* _WORK ITEM_
Produce a verbatim copy of the entries listed below.
==================================================
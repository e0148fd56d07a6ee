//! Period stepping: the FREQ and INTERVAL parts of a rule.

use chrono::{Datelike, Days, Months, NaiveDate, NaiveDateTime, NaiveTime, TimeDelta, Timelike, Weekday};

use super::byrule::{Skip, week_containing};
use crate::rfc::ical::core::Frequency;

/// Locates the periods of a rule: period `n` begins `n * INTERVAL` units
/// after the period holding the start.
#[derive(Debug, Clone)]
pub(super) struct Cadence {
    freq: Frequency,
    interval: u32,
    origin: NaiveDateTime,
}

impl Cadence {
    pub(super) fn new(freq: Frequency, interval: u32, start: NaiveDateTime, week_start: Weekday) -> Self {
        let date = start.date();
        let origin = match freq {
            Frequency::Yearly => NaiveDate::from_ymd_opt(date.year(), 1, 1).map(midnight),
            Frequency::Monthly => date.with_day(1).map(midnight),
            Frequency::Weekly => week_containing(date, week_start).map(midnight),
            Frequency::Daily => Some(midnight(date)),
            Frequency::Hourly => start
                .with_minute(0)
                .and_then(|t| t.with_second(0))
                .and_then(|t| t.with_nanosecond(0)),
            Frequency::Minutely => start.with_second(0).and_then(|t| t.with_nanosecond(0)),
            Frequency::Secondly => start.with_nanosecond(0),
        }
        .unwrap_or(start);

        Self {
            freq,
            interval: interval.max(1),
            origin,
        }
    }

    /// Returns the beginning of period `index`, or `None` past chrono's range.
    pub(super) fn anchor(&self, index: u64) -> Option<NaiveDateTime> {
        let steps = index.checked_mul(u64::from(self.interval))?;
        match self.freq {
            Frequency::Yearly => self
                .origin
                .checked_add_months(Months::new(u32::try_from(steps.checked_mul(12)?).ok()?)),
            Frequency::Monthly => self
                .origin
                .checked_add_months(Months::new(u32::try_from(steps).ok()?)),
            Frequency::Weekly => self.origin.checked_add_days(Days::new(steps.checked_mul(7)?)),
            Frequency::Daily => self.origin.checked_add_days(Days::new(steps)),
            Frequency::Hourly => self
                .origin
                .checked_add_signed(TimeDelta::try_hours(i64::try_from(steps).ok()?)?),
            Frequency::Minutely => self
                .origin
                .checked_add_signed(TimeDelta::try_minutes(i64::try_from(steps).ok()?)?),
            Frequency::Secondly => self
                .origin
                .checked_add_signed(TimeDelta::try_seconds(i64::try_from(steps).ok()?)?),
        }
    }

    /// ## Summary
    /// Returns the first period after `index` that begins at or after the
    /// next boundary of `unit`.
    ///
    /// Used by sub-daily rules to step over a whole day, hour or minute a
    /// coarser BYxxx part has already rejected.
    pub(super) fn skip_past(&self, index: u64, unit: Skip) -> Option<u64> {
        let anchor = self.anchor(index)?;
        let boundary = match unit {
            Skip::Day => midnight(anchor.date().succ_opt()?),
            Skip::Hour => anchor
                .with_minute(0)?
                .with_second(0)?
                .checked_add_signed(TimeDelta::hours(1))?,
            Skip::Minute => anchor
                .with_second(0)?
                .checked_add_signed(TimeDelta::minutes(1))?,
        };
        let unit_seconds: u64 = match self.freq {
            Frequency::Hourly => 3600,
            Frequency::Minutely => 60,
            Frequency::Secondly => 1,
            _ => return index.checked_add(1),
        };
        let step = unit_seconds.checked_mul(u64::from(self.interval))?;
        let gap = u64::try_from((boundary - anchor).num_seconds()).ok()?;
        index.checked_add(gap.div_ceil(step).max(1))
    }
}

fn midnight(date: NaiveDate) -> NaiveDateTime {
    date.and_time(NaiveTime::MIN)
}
==================================================
* _SOLVED PROBLEM_
repository e0148fd56d07a6ee
//! Period stepping: the FREQ and INTERVAL parts of a rule.

use chrono::{Datelike, Days, Months, NaiveDate, NaiveDateTime, NaiveTime, TimeDelta, Timelike, Weekday};

use super::byrule::{Skip, week_containing};
use crate::rfc::ical::core::Frequency;

/// Locates the periods of a rule: period `n` begins `n * INTERVAL` units
/// after the period holding the start.
#[derive(Debug, Clone)]
pub(super) struct Cadence {
    freq: Frequency,
    interval: u32,
    origin: NaiveDateTime,
}

impl Cadence {
    pub(super) fn new(freq: Frequency, interval: u32, start: NaiveDateTime, week_start: Weekday) -> Self {
        let date = start.date();
        let origin = match freq {
            Frequency::Yearly => NaiveDate::from_ymd_opt(date.year(), 1, 1).map(midnight),
            Frequency::Monthly => date.with_day(1).map(midnight),
            Frequency::Weekly => week_containing(date, week_start).map(midnight),
            Frequency::Daily => Some(midnight(date)),
            Frequency::Hourly => start
                .with_minute(0)
                .and_then(|t| t.with_second(0))
                .and_then(|t| t.with_nanosecond(0)),
            Frequency::Minutely => start.with_second(0).and_then(|t| t.with_nanosecond(0)),
            Frequency::Secondly => start.with_nanosecond(0),
        }
        .unwrap_or(start);

        Self {
            freq,
            interval: interval.max(1),
            origin,
        }
    }

    /// Returns the beginning of period `index`, or `None` past chrono's range.
    pub(super) fn anchor(&self, index: u64) -> Option<NaiveDateTime> {
        let steps = index.checked_mul(u64::from(self.interval))?;
        match self.freq {
            Frequency::Yearly => self
                .origin
                .checked_add_months(Months::new(u32::try_from(steps.checked_mul(12)?).ok()?)),
            Frequency::Monthly => self
                .origin
                .checked_add_months(Months::new(u32::try_from(steps).ok()?)),
            Frequency::Weekly => self.origin.checked_add_days(Days::new(steps.checked_mul(7)?)),
            Frequency::Daily => self.origin.checked_add_days(Days::new(steps)),
            Frequency::Hourly => self
                .origin
                .checked_add_signed(TimeDelta::try_hours(i64::try_from(steps).ok()?)?),
            Frequency::Minutely => self
                .origin
                .checked_add_signed(TimeDelta::try_minutes(i64::try_from(steps).ok()?)?),
            Frequency::Secondly => self
                .origin
                .checked_add_signed(TimeDelta::try_seconds(i64::try_from(steps).ok()?)?),
        }
    }

    /// ## Summary
    /// Returns the first period after `index` that begins at or after the
    /// next boundary of `unit`.
    ///
    /// Used by sub-daily rules to step over a whole day, hour or minute a
    /// coarser BYxxx part has already rejected.
    pub(super) fn skip_past(&self, index: u64, unit: Skip) -> Option<u64> {
        let anchor = self.anchor(index)?;
        let boundary = match unit {
            Skip::Day => midnight(anchor.date().succ_opt()?),
            Skip::Hour => anchor
                .with_minute(0)?
                .with_second(0)?
                .checked_add_signed(TimeDelta::hours(1))?,
            Skip::Minute => anchor
                .with_second(0)?
                .checked_add_signed(TimeDelta::minutes(1))?,
        };
        let unit_seconds: u64 = match self.freq {
            Frequency::Hourly => 3600,
            Frequency::Minutely => 60,
            Frequency::Secondly => 1,
            _ => return index.checked_add(1),
        };
        let step = unit_seconds.checked_mul(u64::from(self.interval))?;
        let gap = u64::try_from((boundary - anchor).num_seconds()).ok()?;
        index.checked_add(gap.div_ceil(step).max(1))
    }
}

fn midnight(date: NaiveDate) -> NaiveDateTime {
    date.and_time(NaiveTime::MIN)
}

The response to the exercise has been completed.